10、转基因的基本方法有哪些？①显微注射法②胚胎干细胞法③逆转录病毒感染法④精子载体法⑤体细胞核转移法

11、外源基因导入植物的方法有哪些？⑴间接转化法：①农杆菌介导法②病毒介导法⑵直接转化法：①化学物质诱导法②电传孔法③脂质体法④微注射法⑤基因枪法⑥离子束介导法⑦花粉管通道法

12、ASO法的中文名称和原理：⑴中文名称：等位基因特异寡核苷酸探针杂交法⑵原理：根据已知正常基因的核苷酸序列和致病基因突变点的核苷酸序列，人工合成两者寡核苷酸探针，一种探针M能与突变基因碱基序列特异互补结合，另一种探针N能与正常基因碱基序列特异互补结合，用它们分别于吸附在固相支持物上的受检者DNA进行分子杂交。若受检者DNA能与M杂交，而不与N杂交，说明受检者是这种突变的杂合子；若受检者DNA不

能与M结合，但能与N结合，说明受检者不存在这种突变基因；若受检者DNA和M、N均不结合，证明其缺陷基因可能是一种新的突变类型。所以，寡核苷酸探针杂交法不仅可以确定已知突变，还为发现新的突变基因提供了有效途径。

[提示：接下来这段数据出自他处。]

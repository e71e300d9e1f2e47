mod cooldown;
mod ticket;
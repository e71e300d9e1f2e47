/// Embed composed through the embed builder modal.
#[derive(Debug, Clone, Default, PartialEq)]
pub struct EmbedDraft {
    pub title: Option<String>,
    pub description: Option<String>,
    /// Raw color as typed, e.g. `#5865F2`.
    pub color: Option<String>,
    pub image_url: Option<String>,
    pub footer: Option<String>,
}

/// Parses a hex color such as `#5865F2`, `5865f2` or `0x5865F2`.
pub fn parse_hex_color(value: &str) -> Option<u32> {
    let value = value.trim();
    let digits = value
        .strip_prefix('#')
        .or_else(|| value.strip_prefix("0x"))
        .unwrap_or(value);

    if digits.len() != 6 || !digits.chars().all(|c| c.is_ascii_hexdigit()) {
        return None;
    }

    u32::from_str_radix(digits, 16).ok()
}
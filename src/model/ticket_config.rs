//! Parameters for the ticket configuration commands.

use std::str::FromStr;

/// Partial update of the ticket channel settings. Only provided fields overwrite.
#[derive(Debug, Clone, Default, PartialEq, Eq)]
pub struct TicketConfigParams {
    pub parent_category_id: Option<u64>,
    pub support_role_id: Option<u64>,
    pub log_channel_id: Option<u64>,
}

impl TicketConfigParams {
    pub fn is_empty(&self) -> bool {
        self.parent_category_id.is_none()
            && self.support_role_id.is_none()
            && self.log_channel_id.is_none()
    }
}

/// An editable ticket text template.
#[derive(Debug, Clone, Copy, PartialEq, Eq)]
pub enum TicketTextField {
    PanelTitle,
    PanelDescription,
    PanelImage,
    ButtonLabel,
    ButtonEmoji,
    WelcomeMessage,
    Footer,
    ResponseTime,
}

impl TicketTextField {
    pub const ALL: [TicketTextField; 8] = [
        Self::PanelTitle,
        Self::PanelDescription,
        Self::PanelImage,
        Self::ButtonLabel,
        Self::ButtonEmoji,
        Self::WelcomeMessage,
        Self::Footer,
        Self::ResponseTime,
    ];

    /// Name used as the slash command choice value.
    pub fn name(self) -> &'static str {
        match self {
            Self::PanelTitle => "panel_title",
            Self::PanelDescription => "panel_description",
            Self::PanelImage => "panel_image",
            Self::ButtonLabel => "button_label",
            Self::ButtonEmoji => "button_emoji",
            Self::WelcomeMessage => "welcome_message",
            Self::Footer => "footer",
            Self::ResponseTime => "response_time",
        }
    }

    /// Whether the field may be cleared by setting it to `none`.
    pub fn is_optional(self) -> bool {
        matches!(self, Self::PanelImage | Self::WelcomeMessage)
    }
}

impl FromStr for TicketTextField {
    type Err = String;

    fn from_str(s: &str) -> Result<Self, Self::Err> {
        Self::ALL
            .into_iter()
            .find(|field| field.name() == s)
            .ok_or_else(|| format!("Unknown text field '{}'", s))
    }
}
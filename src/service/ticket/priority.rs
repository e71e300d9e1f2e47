use serenity::all::ChannelId;

use super::{
    audit::{AuditAction, AuditEntry},
    TicketService,
};
use crate::{
    error::AppError,
    model::{
        actor::Actor,
        ticket::{Priority, Ticket, TicketStatus},
    },
};

impl<'a> TicketService<'a> {
    /// Advances the stored priority one step along normal → high → low → normal.
    ///
    /// The priority shown on the clicked button is not trusted: several messages may
    /// carry priority buttons and older ones go stale. It is only compared against the
    /// record to log the mismatch.
    ///
    /// # Arguments
    /// - `channel_id` - Ticket channel
    /// - `actor` - Member who clicked the button
    /// - `shown` - Priority encoded in the clicked button
    ///
    /// # Returns
    /// - `Ok(Ticket)` - Ticket with its new priority
    /// - `Err(TicketError::PermissionDenied)` - Actor is not support staff
    /// - `Err(TicketError::NotTicketChannel)` - Channel is not named like an open ticket
    /// - `Err(TicketError::MissingRecord)` - No record for the channel
    pub async fn change_priority(
        &self,
        channel_id: ChannelId,
        actor: &Actor,
        shown: Priority,
    ) -> Result<Ticket, AppError> {
        self.require_support(actor).await?;
        self.require_status(channel_id, TicketStatus::Open).await?;

        let ticket = self.state.tickets.cycle_priority(channel_id).await?;

        if shown.next() != ticket.priority {
            tracing::warn!(
                "Stale priority button on ticket {}: button showed {}, ticket moved to {}",
                ticket.number,
                shown.as_str(),
                ticket.priority.as_str()
            );
        }

        self.render_summary(&ticket).await;
        self.audit(
            AuditEntry::for_ticket(
                AuditAction::PriorityChanged(ticket.priority),
                &ticket,
                actor.user_id,
            ),
            None,
        )
        .await;

        tracing::info!(
            "Ticket {} priority set to {} by {}",
            ticket.number,
            ticket.priority.as_str(),
            actor.user_id
        );

        Ok(ticket)
    }
}
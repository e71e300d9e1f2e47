//! Settings document factory.

use entity::settings::BotSettings;
use std::path::Path;

use crate::error::TestError;

/// Writes a settings document as pretty JSON, creating parent directories.
///
/// # Arguments
/// - `path` - Destination file
/// - `settings` - Settings to serialize
///
/// # Returns
/// - `Ok(())` - File written
/// - `Err(TestError)` - Serialization or filesystem failure
pub fn write_settings(path: &Path, settings: &BotSettings) -> Result<(), TestError> {
    if let Some(parent) = path.parent() {
        std::fs::create_dir_all(parent)?;
    }
    let raw = serde_json::to_string_pretty(settings)?;
    std::fs::write(path, raw)?;

    Ok(())
}
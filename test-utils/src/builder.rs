use entity::{prelude::TicketCategory, settings::BotSettings};

use crate::{context::TestContext, error::TestError, factory, fixture};

/// Builder for creating test contexts with customizable settings.
///
/// Starts from settings with a single default category, no support role, no log
/// channel and no ticket welcome message, which keeps collaborator call recordings
/// small. Chain the `with_*` methods to adjust, then call `build()`.
///
/// # Example
///
/// ```rust,ignore
/// use test_utils::builder::TestBuilder;
///
/// let test = TestBuilder::new()
///     .with_support_role(42)
///     .with_log_channel(900)
///     .build()?;
/// ```
pub struct TestBuilder {
    settings: BotSettings,
}

impl TestBuilder {
    /// Creates a new test builder with the baseline test settings.
    pub fn new() -> Self {
        let mut settings = BotSettings::default();
        settings.tickets.categories = vec![fixture::ticket_category::entity()];
        settings.tickets.texts.welcome_message = None;

        Self { settings }
    }

    /// Appends a ticket category.
    pub fn with_category(mut self, category: TicketCategory) -> Self {
        self.settings.tickets.categories.push(category);
        self
    }

    /// Removes every ticket category.
    pub fn without_categories(mut self) -> Self {
        self.settings.tickets.categories.clear();
        self
    }

    pub fn with_support_role(mut self, role_id: u64) -> Self {
        self.settings.tickets.support_role_id = Some(role_id);
        self
    }

    pub fn with_log_channel(mut self, channel_id: u64) -> Self {
        self.settings.tickets.log_channel_id = Some(channel_id);
        self
    }

    pub fn with_parent_category(mut self, channel_id: u64) -> Self {
        self.settings.tickets.parent_category_id = Some(channel_id);
        self
    }

    /// Sets the templated message posted into new ticket channels.
    pub fn with_ticket_welcome(mut self, message: &str) -> Self {
        self.settings.tickets.texts.welcome_message = Some(message.to_string());
        self
    }

    pub fn with_welcome_channel(mut self, channel_id: u64) -> Self {
        self.settings.welcome.channel_id = Some(channel_id);
        self
    }

    /// Applies an arbitrary change to the settings.
    pub fn with_settings(mut self, f: impl FnOnce(&mut BotSettings)) -> Self {
        f(&mut self.settings);
        self
    }

    /// Creates the temporary directory and writes the settings file into it.
    ///
    /// # Returns
    /// - `Ok(TestContext)` - Context whose `settings_path` holds the configured settings
    /// - `Err(TestError)` - Directory or file could not be written
    pub fn build(self) -> Result<TestContext, TestError> {
        let context = TestContext::new(self.settings)?;

        factory::settings::write_settings(&context.settings_path, &context.settings)?;

        Ok(context)
    }
}

impl Default for TestBuilder {
    fn default() -> Self {
        Self::new()
    }
}
/// Extracts the user id from a mention such as `<@123>` or `<@!123>`.
///
/// Bare ids are accepted as well. Used by prefix commands where arguments are raw
/// message text.
pub fn parse_user_mention(value: &str) -> Option<u64> {
    let value = value.trim();
    let inner = value
        .strip_prefix("<@")
        .and_then(|rest| rest.strip_suffix('>'))
        .map(|rest| rest.trim_start_matches('!'))
        .unwrap_or(value);

    inner.parse().ok().filter(|id| *id != 0)
}
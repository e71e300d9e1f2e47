use std::path::PathBuf;

use crate::error::{config::ConfigError, AppError};

const DEFAULT_SETTINGS_PATH: &str = "settings.json";
const DEFAULT_TRANSCRIPT_DIR: &str = "transcripts";

pub struct Config {
    pub discord_bot_token: String,
    pub discord_guild_id: u64,

    pub settings_path: PathBuf,
    pub transcript_dir: PathBuf,

    /// Append underlying error text to generic failure replies.
    pub expose_error_details: bool,
}

impl Config {
    pub fn from_env() -> Result<Self, AppError> {
        let discord_guild_id = required("DISCORD_GUILD_ID")?;

        Ok(Self {
            discord_bot_token: required("DISCORD_BOT_TOKEN")?,
            discord_guild_id: discord_guild_id.parse().map_err(|_| {
                ConfigError::InvalidEnvVar {
                    name: "DISCORD_GUILD_ID".to_string(),
                    value: discord_guild_id.clone(),
                }
            })?,
            settings_path: std::env::var("BOT_SETTINGS_PATH")
                .unwrap_or_else(|_| DEFAULT_SETTINGS_PATH.to_string())
                .into(),
            transcript_dir: std::env::var("TRANSCRIPT_DIR")
                .unwrap_or_else(|_| DEFAULT_TRANSCRIPT_DIR.to_string())
                .into(),
            expose_error_details: parse_flag(
                "EXPOSE_ERROR_DETAILS",
                std::env::var("EXPOSE_ERROR_DETAILS").ok(),
            )?,
        })
    }
}

fn required(name: &str) -> Result<String, ConfigError> {
    std::env::var(name).map_err(|_| ConfigError::MissingEnvVar(name.to_string()))
}

/// Parses an optional boolean flag, treating an unset variable as `false`.
fn parse_flag(name: &str, value: Option<String>) -> Result<bool, ConfigError> {
    match value.as_deref().map(str::trim) {
        None | Some("") => Ok(false),
        Some("1") | Some("true") | Some("yes") => Ok(true),
        Some("0") | Some("false") | Some("no") => Ok(false),
        Some(other) => Err(ConfigError::InvalidEnvVar {
            name: name.to_string(),
            value: other.to_string(),
        }),
    }
}
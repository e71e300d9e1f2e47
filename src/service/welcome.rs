//! Welcome messages for new members.

use entity::prelude::WelcomeSettings;
use serenity::all::{ChannelId, CreateEmbed, CreateMessage, MessageId, UserId};

use crate::{
    error::AppError,
    state::AppState,
    util::template::{render, TemplateContext},
};

const WELCOME_COLOR: u32 = 0x57f287;

pub struct WelcomeService<'a> {
    state: &'a AppState,
}

impl<'a> WelcomeService<'a> {
    pub fn new(state: &'a AppState) -> Self {
        Self { state }
    }

    /// Posts the welcome embed for `user_id` into the configured welcome channel.
    ///
    /// # Arguments
    /// - `user_id` - Member to greet
    /// - `member_count` - Current guild member count, if known
    ///
    /// # Returns
    /// - `Ok(Some(MessageId))` - The posted welcome message
    /// - `Ok(None)` - No welcome channel is configured
    /// - `Err(AppError)` - Posting the message failed
    pub async fn greet(
        &self,
        user_id: UserId,
        member_count: Option<u64>,
    ) -> Result<Option<MessageId>, AppError> {
        let welcome = self.state.settings.read(|s| s.welcome.clone()).await;
        let Some(channel_id) = welcome.channel_id else {
            return Ok(None);
        };

        let context = TemplateContext {
            user: format!("<@{}>", user_id),
            server: self.state.guild_name.clone(),
            member_count,
        };
        let message = CreateMessage::new()
            .content(format!("<@{}>", user_id))
            .embed(welcome_embed(&welcome, &context));

        let message_id = self
            .state
            .messenger
            .send_message(ChannelId::new(channel_id), message)
            .await?;

        tracing::info!("Welcomed {} in {}", user_id, channel_id);

        Ok(Some(message_id))
    }

    /// Sets or clears the welcome channel.
    pub async fn set_channel(&self, channel_id: Option<ChannelId>) -> Result<(), AppError> {
        self.state
            .settings
            .update(|settings| {
                settings.welcome.channel_id = channel_id.map(ChannelId::get);
                Ok::<_, AppError>(())
            })
            .await?;

        tracing::info!("Welcome channel set to {:?}", channel_id);

        Ok(())
    }

    /// Replaces the provided parts of the welcome message.
    ///
    /// # Arguments
    /// - `title` - New title template
    /// - `message` - New message template
    /// - `image` - New image URL, `none` removes the image
    ///
    /// # Returns
    /// - `Ok(WelcomeSettings)` - Settings after the update
    /// - `Err(AppError::BadRequest)` - Nothing provided, an empty text or an invalid image URL
    pub async fn set_message(
        &self,
        title: Option<String>,
        message: Option<String>,
        image: Option<String>,
    ) -> Result<WelcomeSettings, AppError> {
        if title.is_none() && message.is_none() && image.is_none() {
            return Err(AppError::BadRequest(
                "Provide a title, a message or an image.".to_string(),
            ));
        }
        let title = title.map(|t| t.trim().to_string());
        let message = message.map(|m| m.trim().to_string());
        if title.as_deref() == Some("") || message.as_deref() == Some("") {
            return Err(AppError::BadRequest(
                "Welcome texts cannot be empty.".to_string(),
            ));
        }
        let image = match image.as_deref().map(str::trim) {
            None => None,
            Some(value) if value.eq_ignore_ascii_case("none") => Some(None),
            Some(value) if value.starts_with("https://") || value.starts_with("http://") => {
                Some(Some(value.to_string()))
            }
            Some(_) => {
                return Err(AppError::BadRequest(
                    "The image must be an http(s) URL.".to_string(),
                ))
            }
        };

        let updated = self
            .state
            .settings
            .update(|settings| {
                let welcome = &mut settings.welcome;
                if let Some(title) = title {
                    welcome.title = title;
                }
                if let Some(message) = message {
                    welcome.message = message;
                }
                if let Some(image) = image {
                    welcome.image = image;
                }
                Ok::<_, AppError>(welcome.clone())
            })
            .await?;

        tracing::info!("Welcome message updated");

        Ok(updated)
    }
}

/// Renders the welcome embed.
pub fn welcome_embed(welcome: &WelcomeSettings, context: &TemplateContext) -> CreateEmbed {
    let mut embed = CreateEmbed::new()
        .title(render(&welcome.title, context))
        .description(render(&welcome.message, context))
        .color(WELCOME_COLOR);
    if let Some(image) = &welcome.image {
        embed = embed.image(image);
    }

    embed
}
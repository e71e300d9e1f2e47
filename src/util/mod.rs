//! Small helpers shared across services and controllers.

pub mod html;
pub mod parse;
pub mod template;
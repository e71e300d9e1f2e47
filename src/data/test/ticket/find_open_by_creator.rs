use super::*;

/// Tests finding the open ticket of a creator.
///
/// Expected: Some with the creator's ticket
#[tokio::test]
async fn finds_open_ticket() {
    let repo = TicketRepository::new();
    repo.insert(open_ticket(1, 100, 7)).await;
    repo.insert(open_ticket(2, 200, 8)).await;

    let found = repo.find_open_by_creator(UserId::new(7)).await.unwrap();

    assert_eq!(found.channel_id, ChannelId::new(100));
}

/// Tests that closed tickets do not count as open.
///
/// Expected: None once the only ticket is closed, Some again after reopening
#[tokio::test]
async fn ignores_closed_tickets() {
    let repo = TicketRepository::new();
    repo.insert(open_ticket(1, 100, 7)).await;

    repo.close(ChannelId::new(100), UserId::new(9), Utc::now())
        .await
        .unwrap();
    assert!(repo.find_open_by_creator(UserId::new(7)).await.is_none());

    repo.reopen(ChannelId::new(100), Utc::now()).await.unwrap();
    assert!(repo.find_open_by_creator(UserId::new(7)).await.is_some());
}

/// Tests that a closed ticket does not hide a later open one.
///
/// Expected: the open ticket in the second channel
#[tokio::test]
async fn finds_open_ticket_among_closed_ones() {
    let repo = TicketRepository::new();
    repo.insert(open_ticket(1, 100, 7)).await;
    repo.close(ChannelId::new(100), UserId::new(7), Utc::now())
        .await
        .unwrap();
    repo.insert(open_ticket(2, 200, 7)).await;

    let found = repo.find_open_by_creator(UserId::new(7)).await.unwrap();

    assert_eq!(found.number, TicketNumber(2));
}

/// Tests a creator without tickets.
///
/// Expected: None
#[tokio::test]
async fn returns_none_for_unknown_creator() {
    let repo = TicketRepository::new();

    assert!(repo.find_open_by_creator(UserId::new(7)).await.is_none());
}
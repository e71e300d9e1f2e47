use crate::data::ticket::{ClaimOutcome, TicketRepository};
use crate::error::ticket::TicketError;
use crate::model::ticket::{Priority, Ticket, TicketNumber, TicketStatus};
use chrono::Utc;
use serenity::all::{ChannelId, UserId};

mod claim;
mod close_reopen;
mod find_open_by_creator;
mod next_number;
mod priority;
mod remove;

/// Builds an open, unassigned ticket for the given channel and creator.
fn open_ticket(number: u64, channel_id: u64, creator_id: u64) -> Ticket {
    Ticket {
        number: TicketNumber(number),
        channel_id: ChannelId::new(channel_id),
        creator_id: UserId::new(creator_id),
        category: "support".to_string(),
        subject: "Cannot log in".to_string(),
        description: "The login page keeps reloading".to_string(),
        status: TicketStatus::Open,
        priority: Priority::Normal,
        assigned_to: None,
        created_at: Utc::now(),
        closed_at: None,
        closed_by: None,
        reopened_at: None,
        summary_message_id: None,
    }
}
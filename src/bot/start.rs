use serenity::all::{Client, GatewayIntents};

use crate::{bot::handler::Handler, config::Config, error::AppError, state::AppState};

/// Builds the Discord client without connecting it.
///
/// The client is returned so the caller can keep a handle on its shard manager for a
/// clean shutdown before handing the client to [`start_bot`].
///
/// # Arguments
/// - `config` - Application configuration containing the bot token
/// - `state` - Application state moved into the event handler
///
/// # Returns
/// - `Ok(Client)` - Configured client, not yet connected
/// - `Err(AppError::DiscordErr)` - Client could not be built
pub async fn init_bot(config: &Config, state: AppState) -> Result<Client, AppError> {
    // MESSAGE_CONTENT and GUILD_MEMBERS are privileged intents, they must be enabled in
    // the Discord Developer Portal
    let intents = GatewayIntents::GUILDS
        | GatewayIntents::GUILD_MESSAGES
        | GatewayIntents::MESSAGE_CONTENT
        | GatewayIntents::GUILD_MEMBERS;

    let handler = Handler::new(state);

    let client = Client::builder(&config.discord_bot_token, intents)
        .event_handler(handler)
        .await?;

    Ok(client)
}

/// Connects the client and runs it until the gateway shuts down.
///
/// Should be called from within a `tokio::spawn` task since it only returns once every
/// shard stopped.
///
/// # Arguments
/// - `client` - Client built by [`init_bot`]
///
/// # Returns
/// - `Ok(())` - The shards were shut down
/// - `Err(AppError::DiscordErr)` - Connecting to the gateway failed
pub async fn start_bot(mut client: Client) -> Result<(), AppError> {
    tracing::info!("Starting Discord bot...");

    client.start().await?;

    Ok(())
}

13、SSCP法的中文名称和原理：⑴中文名称：单链构象多态性⑵原理：首先用PCR扩增DNA突变区域，将扩展产物变性成单链，经聚丙烯酰胺凝胶电泳，单链正常基因与单链异常基因由于迁移速度不同而分离，借此可分析确定致病基因的存在。

14、限制性内切酶酶谱分析法的原理：①当基因突变发生在限制性内切酶位点序列中而导致该酶切位点消失②原本没有酶切位点的序列因突变而获得酶切位点，用相应的限制性内切酶酶切后，其特异的限制性酶切片段的大小和多少会发生改变，通过凝胶电泳分离DNA片段，再转移DNA至硝酸纤维素膜，最后用特异性探针杂交显示出来，借此可作出分析诊断

15、基因增补的策略和常用方法（导入正常基因、导入免疫基因、导入耐药基因、导入活化药物前体酶类基因、导入基因疫苗）的原理：基因增补是将目的的基因导入病变细胞或其他细胞，不去除异常基因，导入的目的基因可非定点整合，也可不整合，通过导入基因表达产物补偿缺血基因的功能或使原有的功能得以加强。若用正常基因弥补缺陷基因功能，属于异位替代；若原有基因正常，通过增加外来同源的正常基因，以加强原有的功能，属于基因补充；若导入外源基因是使细胞获得新的生物学特性，属于基因修饰。/导入正常基因（异位替代）、导入免疫基因（基因补充）、导入耐药基因（基因修饰）、导入活化药物前体酶类基因（基因修饰）、导入基因疫苗（基因修饰）。

16、基因失活的策略和常用方法（反义RNA技术、核酶技术、三链技术、干扰RNA技术）的原理：基因失活也称基因干预，是将特定的核酸序列导入靶细胞后，在转录或翻译水平阻断相应基因的异常表达，或破坏mRNA的结构，以达到治疗疾病的目的。反义RNA技术、核酶技术是特异性封闭细胞内现存基因，使其不能作为模板来表达产物；三链技术、干扰RNA技术是特异性破坏细胞内现存基因。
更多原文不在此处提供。